TASK DETAILS
Among the lines of the data, copy those that hold "async".
● ● ● ● ●
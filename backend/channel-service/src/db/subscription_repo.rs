/// Subscription edge repository (subscriber → channel). The UNIQUE
/// (subscriber_id, channel_id) constraint closes the check-then-insert race;
/// the CHECK constraint backs up the application-level self-subscription
/// rejection.
use sqlx::{PgPool, Row};
use uuid::Uuid;

use super::ToggleOutcome;
use crate::error::{is_unique_violation, AppError, Result};
use crate::models::{SubscribedChannelEntry, Subscription, SubscriberEntry, UserSummary};
use crate::utils::pagination::PageQuery;

pub async fn find_subscription(
    pool: &PgPool,
    subscriber_id: Uuid,
    channel_id: Uuid,
) -> Result<Option<Subscription>> {
    let subscription = sqlx::query_as::<_, Subscription>(
        r#"
        SELECT id, subscriber_id, channel_id, created_at
        FROM subscriptions
        WHERE subscriber_id = $1 AND channel_id = $2
        "#,
    )
    .bind(subscriber_id)
    .bind(channel_id)
    .fetch_optional(pool)
    .await?;

    Ok(subscription)
}

async fn create_subscription(
    pool: &PgPool,
    subscriber_id: Uuid,
    channel_id: Uuid,
) -> Result<Subscription> {
    sqlx::query_as::<_, Subscription>(
        r#"
        INSERT INTO subscriptions (id, subscriber_id, channel_id)
        VALUES ($1, $2, $3)
        RETURNING id, subscriber_id, channel_id, created_at
        "#,
    )
    .bind(Uuid::new_v4())
    .bind(subscriber_id)
    .bind(channel_id)
    .fetch_one(pool)
    .await
    .map_err(|e| {
        if is_unique_violation(&e) {
            tracing::warn!(
                "Concurrent subscription toggle lost the race: {} -> {}",
                subscriber_id,
                channel_id
            );
            AppError::Conflict("You are already subscribed to this channel".to_string())
        } else {
            e.into()
        }
    })
}

pub async fn toggle(
    pool: &PgPool,
    subscriber_id: Uuid,
    channel_id: Uuid,
) -> Result<ToggleOutcome<Subscription>> {
    if subscriber_id == channel_id {
        return Err(AppError::BadRequest(
            "You cannot subscribe to yourself".to_string(),
        ));
    }

    match find_subscription(pool, subscriber_id, channel_id).await? {
        Some(existing) => {
            sqlx::query("DELETE FROM subscriptions WHERE id = $1")
                .bind(existing.id)
                .execute(pool)
                .await
                .map_err(AppError::from)?;
            Ok(ToggleOutcome::Removed)
        }
        None => {
            let subscription = create_subscription(pool, subscriber_id, channel_id).await?;
            Ok(ToggleOutcome::Created(subscription))
        }
    }
}

/// Subscribers of a channel, subscriber profile denormalized.
pub async fn list_subscribers(
    pool: &PgPool,
    channel_id: Uuid,
    page: &PageQuery,
) -> Result<(Vec<SubscriberEntry>, i64)> {
    let rows = sqlx::query(
        r#"
        SELECT s.id, s.created_at,
               u.id AS subscriber_id, u.username AS subscriber_username,
               u.avatar_url AS subscriber_avatar_url
        FROM subscriptions s
        JOIN users u ON u.id = s.subscriber_id
        WHERE s.channel_id = $1
        ORDER BY s.created_at DESC
        LIMIT $2 OFFSET $3
        "#,
    )
    .bind(channel_id)
    .bind(page.limit())
    .bind(page.offset())
    .fetch_all(pool)
    .await?;

    let total_row = sqlx::query(
        r#"
        SELECT COUNT(*) AS count
        FROM subscriptions s
        JOIN users u ON u.id = s.subscriber_id
        WHERE s.channel_id = $1
        "#,
    )
    .bind(channel_id)
    .fetch_one(pool)
    .await?;

    let items = rows
        .iter()
        .map(|r| SubscriberEntry {
            id: r.get("id"),
            created_at: r.get("created_at"),
            subscriber: UserSummary {
                id: r.get("subscriber_id"),
                username: r.get("subscriber_username"),
                avatar_url: r.get("subscriber_avatar_url"),
            },
        })
        .collect();

    Ok((items, total_row.get::<i64, _>("count")))
}

/// Channels the user is subscribed to, channel profile denormalized.
pub async fn list_subscribed_channels(
    pool: &PgPool,
    subscriber_id: Uuid,
    page: &PageQuery,
) -> Result<(Vec<SubscribedChannelEntry>, i64)> {
    let rows = sqlx::query(
        r#"
        SELECT s.id, s.created_at,
               u.id AS channel_id, u.username AS channel_username,
               u.avatar_url AS channel_avatar_url
        FROM subscriptions s
        JOIN users u ON u.id = s.channel_id
        WHERE s.subscriber_id = $1
        ORDER BY s.created_at DESC
        LIMIT $2 OFFSET $3
        "#,
    )
    .bind(subscriber_id)
    .bind(page.limit())
    .bind(page.offset())
    .fetch_all(pool)
    .await?;

    let total_row = sqlx::query(
        r#"
        SELECT COUNT(*) AS count
        FROM subscriptions s
        JOIN users u ON u.id = s.channel_id
        WHERE s.subscriber_id = $1
        "#,
    )
    .bind(subscriber_id)
    .fetch_one(pool)
    .await?;

    let items = rows
        .iter()
        .map(|r| SubscribedChannelEntry {
            id: r.get("id"),
            created_at: r.get("created_at"),
            channel: UserSummary {
                id: r.get("channel_id"),
                username: r.get("channel_username"),
                avatar_url: r.get("channel_avatar_url"),
            },
        })
        .collect();

    Ok((items, total_row.get::<i64, _>("count")))
}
● ● ● ● ●
OUTPUT BELOW
pub async fn find_subscription(
async fn create_subscription(
pub async fn toggle(
pub async fn list_subscribers(
pub async fn list_subscribed_channels(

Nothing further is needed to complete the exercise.